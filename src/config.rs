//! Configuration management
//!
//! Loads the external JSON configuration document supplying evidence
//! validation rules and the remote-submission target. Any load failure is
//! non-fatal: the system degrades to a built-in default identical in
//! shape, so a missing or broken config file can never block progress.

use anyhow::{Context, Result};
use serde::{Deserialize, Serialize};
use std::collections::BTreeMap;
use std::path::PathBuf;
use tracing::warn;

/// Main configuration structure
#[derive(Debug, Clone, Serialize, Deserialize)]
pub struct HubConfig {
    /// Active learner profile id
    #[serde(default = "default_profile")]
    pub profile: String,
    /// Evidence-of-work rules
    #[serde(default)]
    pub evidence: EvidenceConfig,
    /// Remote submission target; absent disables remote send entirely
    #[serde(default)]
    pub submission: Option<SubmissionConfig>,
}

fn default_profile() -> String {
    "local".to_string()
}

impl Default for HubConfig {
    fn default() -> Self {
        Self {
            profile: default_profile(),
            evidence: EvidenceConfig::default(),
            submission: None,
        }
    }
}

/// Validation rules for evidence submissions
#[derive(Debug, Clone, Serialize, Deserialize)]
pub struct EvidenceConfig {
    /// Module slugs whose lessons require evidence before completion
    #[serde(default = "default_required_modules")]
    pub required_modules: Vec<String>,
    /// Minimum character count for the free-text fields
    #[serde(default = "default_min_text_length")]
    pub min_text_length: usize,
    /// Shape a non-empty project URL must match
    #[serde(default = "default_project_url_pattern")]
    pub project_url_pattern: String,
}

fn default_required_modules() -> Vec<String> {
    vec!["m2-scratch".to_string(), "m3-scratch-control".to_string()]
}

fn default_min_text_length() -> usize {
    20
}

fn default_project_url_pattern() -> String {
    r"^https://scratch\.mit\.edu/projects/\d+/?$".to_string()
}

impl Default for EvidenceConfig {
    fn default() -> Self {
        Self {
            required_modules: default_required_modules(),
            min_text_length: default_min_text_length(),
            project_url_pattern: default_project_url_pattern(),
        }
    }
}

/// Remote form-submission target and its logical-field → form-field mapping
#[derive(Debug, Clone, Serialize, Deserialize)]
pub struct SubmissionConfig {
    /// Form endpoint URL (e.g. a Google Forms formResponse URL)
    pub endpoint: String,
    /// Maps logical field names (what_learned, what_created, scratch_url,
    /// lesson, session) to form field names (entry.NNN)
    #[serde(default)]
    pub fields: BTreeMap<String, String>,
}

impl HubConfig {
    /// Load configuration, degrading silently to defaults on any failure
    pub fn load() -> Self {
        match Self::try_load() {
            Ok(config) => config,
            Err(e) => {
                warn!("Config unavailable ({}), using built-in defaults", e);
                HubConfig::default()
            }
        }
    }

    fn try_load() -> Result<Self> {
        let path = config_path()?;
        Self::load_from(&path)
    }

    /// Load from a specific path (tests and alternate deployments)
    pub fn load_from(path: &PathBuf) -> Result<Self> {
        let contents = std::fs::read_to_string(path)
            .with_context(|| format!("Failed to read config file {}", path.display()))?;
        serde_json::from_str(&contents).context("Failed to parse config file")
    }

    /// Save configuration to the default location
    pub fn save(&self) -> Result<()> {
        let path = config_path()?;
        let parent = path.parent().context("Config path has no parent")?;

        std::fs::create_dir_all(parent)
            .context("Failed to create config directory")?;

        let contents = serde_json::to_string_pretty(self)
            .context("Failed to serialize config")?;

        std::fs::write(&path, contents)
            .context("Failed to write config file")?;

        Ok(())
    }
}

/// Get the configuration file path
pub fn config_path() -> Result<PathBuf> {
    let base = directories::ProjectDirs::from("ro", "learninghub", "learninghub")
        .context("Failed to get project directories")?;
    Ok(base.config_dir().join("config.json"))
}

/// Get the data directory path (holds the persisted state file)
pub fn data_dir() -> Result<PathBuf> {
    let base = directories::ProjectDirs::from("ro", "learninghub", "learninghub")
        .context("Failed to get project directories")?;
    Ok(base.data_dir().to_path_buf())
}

────────

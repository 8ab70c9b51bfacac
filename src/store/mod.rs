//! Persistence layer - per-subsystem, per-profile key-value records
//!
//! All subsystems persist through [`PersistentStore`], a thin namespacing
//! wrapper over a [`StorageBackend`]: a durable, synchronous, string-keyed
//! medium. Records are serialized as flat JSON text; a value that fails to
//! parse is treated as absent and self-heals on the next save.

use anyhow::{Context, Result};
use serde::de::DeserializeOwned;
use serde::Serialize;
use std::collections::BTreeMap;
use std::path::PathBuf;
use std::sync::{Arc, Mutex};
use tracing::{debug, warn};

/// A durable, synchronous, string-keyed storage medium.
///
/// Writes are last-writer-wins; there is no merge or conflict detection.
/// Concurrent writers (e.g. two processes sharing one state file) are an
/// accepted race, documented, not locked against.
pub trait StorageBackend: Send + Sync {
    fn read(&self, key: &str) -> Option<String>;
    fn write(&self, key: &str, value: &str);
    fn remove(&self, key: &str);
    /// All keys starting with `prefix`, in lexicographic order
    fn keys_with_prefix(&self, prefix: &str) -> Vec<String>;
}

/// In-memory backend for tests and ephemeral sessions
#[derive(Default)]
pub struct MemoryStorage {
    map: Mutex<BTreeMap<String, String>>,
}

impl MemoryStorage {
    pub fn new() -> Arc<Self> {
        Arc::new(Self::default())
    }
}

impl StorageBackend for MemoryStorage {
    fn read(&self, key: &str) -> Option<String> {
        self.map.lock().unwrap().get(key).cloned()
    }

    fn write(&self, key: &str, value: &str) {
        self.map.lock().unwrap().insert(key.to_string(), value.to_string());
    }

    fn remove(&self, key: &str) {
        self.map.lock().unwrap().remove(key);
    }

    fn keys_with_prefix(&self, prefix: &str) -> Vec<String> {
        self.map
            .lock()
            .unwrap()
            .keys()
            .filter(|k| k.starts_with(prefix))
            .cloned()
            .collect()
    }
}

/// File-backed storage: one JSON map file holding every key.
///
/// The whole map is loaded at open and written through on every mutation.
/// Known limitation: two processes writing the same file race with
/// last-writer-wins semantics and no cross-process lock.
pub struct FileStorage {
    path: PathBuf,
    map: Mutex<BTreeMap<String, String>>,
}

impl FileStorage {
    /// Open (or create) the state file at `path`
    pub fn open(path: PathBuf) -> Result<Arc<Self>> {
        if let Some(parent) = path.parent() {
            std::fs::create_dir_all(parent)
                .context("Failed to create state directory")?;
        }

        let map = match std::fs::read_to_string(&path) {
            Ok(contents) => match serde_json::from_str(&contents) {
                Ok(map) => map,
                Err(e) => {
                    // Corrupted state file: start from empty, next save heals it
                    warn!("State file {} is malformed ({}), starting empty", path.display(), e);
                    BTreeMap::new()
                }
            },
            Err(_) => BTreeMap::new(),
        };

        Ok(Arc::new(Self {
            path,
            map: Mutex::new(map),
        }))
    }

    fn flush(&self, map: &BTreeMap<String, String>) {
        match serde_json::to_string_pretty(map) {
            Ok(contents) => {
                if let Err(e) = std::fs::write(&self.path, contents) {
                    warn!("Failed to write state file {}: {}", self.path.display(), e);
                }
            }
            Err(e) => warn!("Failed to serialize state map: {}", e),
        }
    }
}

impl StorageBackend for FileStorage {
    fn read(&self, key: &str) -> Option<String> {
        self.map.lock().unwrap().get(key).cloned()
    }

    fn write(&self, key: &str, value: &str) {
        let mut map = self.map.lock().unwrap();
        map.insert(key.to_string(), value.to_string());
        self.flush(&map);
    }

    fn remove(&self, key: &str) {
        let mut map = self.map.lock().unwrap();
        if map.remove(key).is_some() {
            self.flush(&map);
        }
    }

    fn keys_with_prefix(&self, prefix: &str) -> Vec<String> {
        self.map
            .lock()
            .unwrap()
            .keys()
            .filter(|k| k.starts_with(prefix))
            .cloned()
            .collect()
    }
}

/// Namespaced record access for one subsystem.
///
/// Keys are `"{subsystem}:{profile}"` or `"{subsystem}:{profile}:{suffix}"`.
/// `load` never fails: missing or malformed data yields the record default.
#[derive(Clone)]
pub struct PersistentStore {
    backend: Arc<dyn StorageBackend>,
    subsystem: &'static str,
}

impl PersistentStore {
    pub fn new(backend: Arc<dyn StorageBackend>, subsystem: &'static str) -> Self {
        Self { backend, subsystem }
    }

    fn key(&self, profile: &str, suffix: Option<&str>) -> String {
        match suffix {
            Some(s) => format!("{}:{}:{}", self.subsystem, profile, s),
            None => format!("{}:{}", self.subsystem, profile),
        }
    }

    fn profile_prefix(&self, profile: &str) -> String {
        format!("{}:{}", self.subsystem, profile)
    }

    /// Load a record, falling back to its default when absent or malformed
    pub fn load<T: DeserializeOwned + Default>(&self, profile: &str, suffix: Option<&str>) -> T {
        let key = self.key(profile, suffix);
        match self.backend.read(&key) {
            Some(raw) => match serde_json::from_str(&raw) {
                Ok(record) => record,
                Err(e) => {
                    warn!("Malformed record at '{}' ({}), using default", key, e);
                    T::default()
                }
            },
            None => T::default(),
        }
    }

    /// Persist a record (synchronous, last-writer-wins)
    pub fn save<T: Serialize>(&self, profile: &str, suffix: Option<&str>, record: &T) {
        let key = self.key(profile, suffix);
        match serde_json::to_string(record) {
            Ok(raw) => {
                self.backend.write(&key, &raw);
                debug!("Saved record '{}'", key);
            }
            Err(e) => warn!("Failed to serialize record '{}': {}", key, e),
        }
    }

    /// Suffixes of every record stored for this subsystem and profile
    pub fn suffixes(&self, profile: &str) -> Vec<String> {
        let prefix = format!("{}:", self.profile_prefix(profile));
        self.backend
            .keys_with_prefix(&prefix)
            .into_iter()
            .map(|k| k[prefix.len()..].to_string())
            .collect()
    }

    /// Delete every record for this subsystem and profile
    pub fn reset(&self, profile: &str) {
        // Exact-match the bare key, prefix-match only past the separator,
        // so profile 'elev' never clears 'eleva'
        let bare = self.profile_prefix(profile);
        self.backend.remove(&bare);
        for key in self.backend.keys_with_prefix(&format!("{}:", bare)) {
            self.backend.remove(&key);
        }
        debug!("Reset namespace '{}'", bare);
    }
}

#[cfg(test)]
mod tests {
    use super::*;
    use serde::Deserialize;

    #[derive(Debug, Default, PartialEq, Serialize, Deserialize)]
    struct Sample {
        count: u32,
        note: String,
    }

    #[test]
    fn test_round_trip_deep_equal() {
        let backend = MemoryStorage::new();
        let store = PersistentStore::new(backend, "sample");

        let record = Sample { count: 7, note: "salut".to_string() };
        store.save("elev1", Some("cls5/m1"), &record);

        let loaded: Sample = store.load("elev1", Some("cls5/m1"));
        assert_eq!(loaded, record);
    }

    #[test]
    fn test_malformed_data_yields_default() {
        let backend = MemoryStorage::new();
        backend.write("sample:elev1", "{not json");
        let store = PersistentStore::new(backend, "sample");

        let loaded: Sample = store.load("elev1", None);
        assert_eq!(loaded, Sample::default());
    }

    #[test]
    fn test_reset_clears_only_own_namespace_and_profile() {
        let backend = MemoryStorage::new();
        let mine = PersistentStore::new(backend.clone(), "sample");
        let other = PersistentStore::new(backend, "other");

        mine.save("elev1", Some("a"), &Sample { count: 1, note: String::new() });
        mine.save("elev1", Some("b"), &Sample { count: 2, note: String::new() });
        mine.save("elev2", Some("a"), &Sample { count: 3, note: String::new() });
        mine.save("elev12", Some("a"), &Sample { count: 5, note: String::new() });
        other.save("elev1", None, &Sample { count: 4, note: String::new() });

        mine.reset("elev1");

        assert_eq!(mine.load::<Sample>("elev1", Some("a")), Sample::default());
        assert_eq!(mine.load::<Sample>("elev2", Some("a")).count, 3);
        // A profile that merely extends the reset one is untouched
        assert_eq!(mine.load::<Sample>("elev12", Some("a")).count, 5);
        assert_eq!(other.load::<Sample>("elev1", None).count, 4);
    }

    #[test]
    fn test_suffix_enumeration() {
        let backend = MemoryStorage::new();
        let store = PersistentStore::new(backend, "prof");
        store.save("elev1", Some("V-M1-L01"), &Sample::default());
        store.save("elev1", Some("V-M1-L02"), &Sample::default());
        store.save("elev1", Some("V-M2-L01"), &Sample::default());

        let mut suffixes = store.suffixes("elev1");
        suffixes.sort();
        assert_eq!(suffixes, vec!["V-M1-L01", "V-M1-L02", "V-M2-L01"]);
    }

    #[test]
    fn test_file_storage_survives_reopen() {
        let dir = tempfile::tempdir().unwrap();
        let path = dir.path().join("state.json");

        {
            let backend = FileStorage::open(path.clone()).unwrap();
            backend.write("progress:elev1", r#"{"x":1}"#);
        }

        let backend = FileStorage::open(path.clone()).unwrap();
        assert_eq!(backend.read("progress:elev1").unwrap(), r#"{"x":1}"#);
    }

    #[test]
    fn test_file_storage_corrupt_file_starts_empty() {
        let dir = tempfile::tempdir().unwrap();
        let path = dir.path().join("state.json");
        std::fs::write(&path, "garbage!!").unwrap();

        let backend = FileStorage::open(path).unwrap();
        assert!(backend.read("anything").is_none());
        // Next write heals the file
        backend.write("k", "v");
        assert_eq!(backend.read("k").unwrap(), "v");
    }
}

────────

## Exercise description:
In the entries above, restate word for word the lines between the one holding "filename src/config.rs" and the one holding "default identical in", inclusive, and nothing besides.

## Solved problem:
filename src/config.rs
//! Configuration management
//!
//! Loads the external JSON configuration document supplying evidence
//! validation rules and the remote-submission target. Any load failure is
//! non-fatal: the system degrades to a built-in default identical in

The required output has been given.